Sellers shall retain liability for severance pay and
any related continuation of welfare benefits with respect to former
Bakery Employees receiving severance pay as of the Closing Date. If
Buyer terminates any Bakery Employee or subjects any Bakery Employee
to an indefinite lay-off, in each case other than for Cause (as
defined below) within two years following the Closing Date, Buyer
shall pay to such Bakery Employee (x) if such Bakery Employee was a
non-union employee immediately prior to the Closing Date, severance
and outplacement benefits no less favorable than would be provided
under the Buyer's severance plan for "Special Situations" (and Buyer
represents and warrants that such severance plan shall recognize
service with Buyer, Sellers, the Companies, the Subsidiary and
Sellers' Affiliates and provides severance at the rate of two weeks
base salary for each full year of service up to a maximum of 52 weeks
and with a minimum of one month's base salary), and (y) if such Bakery
Employee was a union employee immediately prior to the Closing Date,
severance pay in an amount equal to the amount that would be due under
the collective bargaining agreement applicable to such Bakery Employee
if such Bakery Employee was terminated on the Closing Date by the
appropriate Seller or Company or Subsidiary.
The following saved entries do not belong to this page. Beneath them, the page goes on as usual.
impl CheckoutCoordinator {
    pub fn new(
        inventory: Arc<dyn InventoryGateway>,
        carts: Arc<dyn CartStore>,
        validator: StockValidator,
        guards: Arc<CartGuards>,
    ) -> Self {
        Self {
            inventory,
            carts,
            validator,
            guards,
            delete_attempts: 3,
            reconciliations: Mutex::new(Vec::new()),
            settled: Mutex::new(HashSet::new()),
        }
    }

    /// How many times to try deleting a cart after its reservations committed (min 1).
    pub fn with_delete_attempts(mut self, attempts: u32) -> Self {
        self.delete_attempts = attempts.max(1);
        self
    }

    /// Snapshot of everything flagged for manual reconciliation so far.
    pub fn pending_reconciliations(&self) -> Vec<Reconciliation> {
        match self.reconciliations.lock() {
            Ok(list) => list.clone(),
            Err(poisoned) => poisoned.into_inner().clone(),
        }
    }

    /// Check out a cart.
    ///
    /// On success stock is decremented for every line and the cart is gone. On failure
    /// the cart is untouched and any partial reservation has been given back, so the
    /// same call can be retried from a clean state.
    #[instrument(skip_all, fields(cart_id = %cart_id))]
    pub async fn checkout(&self, cart_id: CartId) -> CartResult<CheckoutResult> {
        let _guard = self.guards.try_acquire(cart_id)?;

        if self.is_settled(cart_id) {
            self.retire(cart_id).await;
            return Err(CartError::CartNotFound(cart_id));
        }

        let cart = self
            .carts
            .get(cart_id)
            .await?
            .ok_or(CartError::CartNotFound(cart_id))?;

        let mut attempt = Attempt::new(cart_id);

        attempt.advance(CheckoutState::Validating);
        if cart.is_empty() {
            return Err(attempt.fail(CartError::malformed("cart has no items")));
        }
        if let Err(err) = self.validator.check(cart.items()).await {
            return Err(attempt.fail(err));
        }

        attempt.advance(CheckoutState::Reserving);
        let lines = match self.reserve(&cart).await {
            Ok(lines) => lines,
            Err(err) => return Err(attempt.fail(err)),
        };

        attempt.advance(CheckoutState::Completed);
        let result = CheckoutResult::from_lines(cart_id, lines);
        self.finalize(cart_id).await;

        info!(
            receipt_id = %result.receipt_id,
            total_items = result.total_items,
            total_price = %result.total_price,
            "checkout completed"
        );
        Ok(result)
    }

    /// Decrement every line in ascending product order, compensating on the first failure.
    async fn reserve(&self, cart: &Cart) -> CartResult<Vec<ReceiptLine>> {
        let mut items: Vec<LineItem> = cart.items().to_vec();
        items.sort_by_key(|i| i.product_id);

        let mut reserved: Vec<ReceiptLine> = Vec::with_capacity(items.len());

        for item in &items {
            let failure = match self.inventory.decrement(item.product_id, item.quantity).await {
                Ok(DecrementOutcome::Reserved { unit_price, remaining }) => {
                    debug!(product_id = %item.product_id, quantity = item.quantity, remaining, "reserved");
                    reserved.push(ReceiptLine {
                        product_id: item.product_id,
                        quantity: item.quantity,
                        unit_price,
                    });
                    continue;
                }
                Ok(DecrementOutcome::InsufficientStock { available }) => CartError::InsufficientStock {
                    product_id: item.product_id,
                    requested: item.quantity,
                    available,
                },
                Ok(DecrementOutcome::NotFound) => CartError::ProductNotFound(item.product_id),
                Err(e) => CartError::Internal(e),
            };

            return Err(self.compensate(cart.id(), &reserved, failure).await);
        }

        Ok(reserved)
    }

    /// Give back every reservation made so far (newest first).
    ///
    /// Returns the error the checkout should report: the original failure, or an
    /// internal failure if stock could not be fully restored.
    async fn compensate(&self, cart_id: CartId, reserved: &[ReceiptLine], failure: CartError) -> CartError {
        let mut escalated: Option<StoreError> = None;

        for line in reserved.iter().rev() {
            if let Err(e) = self.inventory.increment(line.product_id, line.quantity).await {
                error!(
                    cart_id = %cart_id,
                    product_id = %line.product_id,
                    quantity = line.quantity,
                    error = %e,
                    reconciliation_required = true,
                    "compensation failed"
                );
                self.flag(Reconciliation::RestoreStock {
                    cart_id,
                    product_id: line.product_id,
                    quantity: line.quantity,
                    error: e.to_string(),
                });
                escalated.get_or_insert(e);
            }
        }

        match escalated {
            Some(e) => CartError::Internal(e),
            None => {
                if !reserved.is_empty() {
                    debug!(cart_id = %cart_id, lines = reserved.len(), "reservations compensated");
                }
                failure
            }
        }
    }

    /// Delete the cart after a committed checkout. Never fails the checkout.
    async fn finalize(&self, cart_id: CartId) {
        let mut last_error = None;

        for attempt in 1..=self.delete_attempts {
            match self.carts.delete(cart_id).await {
                Ok(()) => return,
                Err(e) => {
                    warn!(cart_id = %cart_id, attempt, error = %e, "cart delete failed");
                    last_error = Some(e);
                }
            }
        }

        if let Some(e) = last_error {
            error!(cart_id = %cart_id, error = %e, reconciliation_required = true, "cart not deleted after checkout");
            self.lock_settled().insert(cart_id);
            self.flag(Reconciliation::DeleteCart {
                cart_id,
                error: e.to_string(),
            });
        }
    }

    /// Another go at deleting a settled cart. Its stock is already committed.
    async fn retire(&self, cart_id: CartId) {
        match self.carts.delete(cart_id).await {
            Ok(()) => {
                info!(cart_id = %cart_id, "settled cart deleted");
                self.resolve(cart_id);
            }
            Err(e) => warn!(cart_id = %cart_id, error = %e, "settled cart still not deleted"),
        }
    }

    /// Whether the cart's checkout already committed; such a cart must never reserve again.
    pub(crate) fn is_settled(&self, cart_id: CartId) -> bool {
        self.lock_settled().contains(&cart_id)
    }

    /// The stored copy of a settled cart is gone (deleted or overwritten): forget it and
    /// drop its pending `DeleteCart` entry.
    pub(crate) fn resolve(&self, cart_id: CartId) {
        if !self.lock_settled().remove(&cart_id) {
            return;
        }
        let mut list = match self.reconciliations.lock() {
            Ok(list) => list,
            Err(poisoned) => poisoned.into_inner(),
        };
        list.retain(|r| !matches!(r, Reconciliation::DeleteCart { cart_id: id, .. } if *id == cart_id));
    }

    fn lock_settled(&self) -> std::sync::MutexGuard<'_, HashSet<CartId>> {
        match self.settled.lock() {
            Ok(set) => set,
            Err(poisoned) => poisoned.into_inner(),
        }
    }

    fn flag(&self, entry: Reconciliation) {
        match self.reconciliations.lock() {
            Ok(mut list) => list.push(entry),
            Err(poisoned) => poisoned.into_inner().push(entry),
        }
    }
}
Immediately following
the period of Buyer's payments of the severance benefits described
above, Sellers shall provide the following additional severance
benefits to the following Bakery Employees who are terminated by Buyer
or subjected to an indefinite lay-off by Buyer, in each case other
than for Cause (as defined below) within one year following the
Closing Date: (A) if such Bakery Employee was an exempt employee
immediately prior to the Closing Date, severance equal to the amount
by which (I)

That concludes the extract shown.